Entering edit mode
6.3 years ago
galud1990
•
0
Hello all,
I have a bunch of data that I have downloaded from EBI-ENA, however I only get a big fastaq file for each sample and I think Forward and Reverse are Combined together. I would like to get a forward and reverse reading fasta q file. I've read that when geeting data from ena or ncbi the fastaq R1 and R2 are together in one file. if anyone has suggestions into how to get fastaq R1 and R2 I would appreciated it. I am going crazy trying to figure out how to get these sequences.

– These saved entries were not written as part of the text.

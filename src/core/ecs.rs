use bevy_ecs::prelude::*;
use bevy_ecs::schedule::SystemSet;

use crate::data::limits::LimiterConfig;
use crate::simulation::identity::{FactionRegistry, IdentityRegistry};
use crate::simulation::time::{advance_clock_system, enforcement_due, EnforcementClock};
use crate::systems::executor::{apply_punishments_system, MutationQueue, PunishmentLog};
use crate::systems::punish::punish_scan_system;

/// Canonical tick ordering for the limiter.
#[derive(SystemSet, Debug, Hash, PartialEq, Eq, Clone)]
pub enum TickSet {
    /// Read-only scan that decides what to punish.
    Enforcement,
    /// The only stage allowed to change blocks and grids.
    Mutation,
    Time,
}

/// Build the ECS world with baseline resources.
pub fn create_world(config: LimiterConfig) -> World {
    let mut world = World::new();
    world.insert_resource(config);
    world.insert_resource(EnforcementClock::default());
    world.insert_resource(IdentityRegistry::default());
    world.insert_resource(FactionRegistry::default());
    world.insert_resource(MutationQueue::default());
    world.insert_resource(PunishmentLog::default());
    world
}

/// Build the system schedule in the canonical order.
pub fn create_schedule() -> Schedule {
    let mut schedule = Schedule::default();

    schedule.configure_sets((TickSet::Enforcement, TickSet::Mutation, TickSet::Time).chain());

    schedule.add_systems((
        punish_scan_system
            .in_set(TickSet::Enforcement)
            .run_if(enforcement_due),
        apply_punishments_system.in_set(TickSet::Mutation),
        advance_clock_system.in_set(TickSet::Time),
    ));

    schedule
}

This is the code I used to get my data:
#!/bin/bash
# download_ebi_fastq.sh
#
for study_accession in ERP021896 ERP020023 ERP006348
do
count=-1
curl -s "https://www.ebi.ac.uk/ena/data/warehouse/filereport?accession=${study_accession}&result=read_run&fields=secondary_sample_accession,submitted_ftp" | grep -v "^secondary_sample_accession" > ${study_accession}.details.txt
for fq in `awk '{print $1, $2}' ${study_accession}.details.txt`
do
((count++))
if [[ $(( count % 2)) -eq 0 ]]
then
id=$fq
current_path=${study_accession}/${id}
current_base=${current_path}/${id}
if [ -d "${current_path}" ]; then
continue
fi
echo "Fetching ${id}..."
mkdir -p ${current_path}
curl -s "http://www.ebi.ac.uk/ena/data/view/${id}&display=xml" > ${current_base}.xml &
else
if [ -e "${current_base}.fna" ]; then
continue
fi
# sed from http://stackoverflow.com/a/10359425/19741
curl -s $fq | zcat > ${current_base}.fq &
fi
if [[ $((count % 10)) -eq 0 ]]
then
wait
fi
done
done
wait
Off topic, but the format is a "fastq" file. Not fastaq, that does not exist. The majority of people will understand what you mean, but correct terminology facilitates communication.
yes, got it. Sorry about that!
It appears that those are single end runs. So you are going to get only one read. SRA example and ENA examples.
Yes I realized that after I post this. I toolay missed that. Thanks for your response!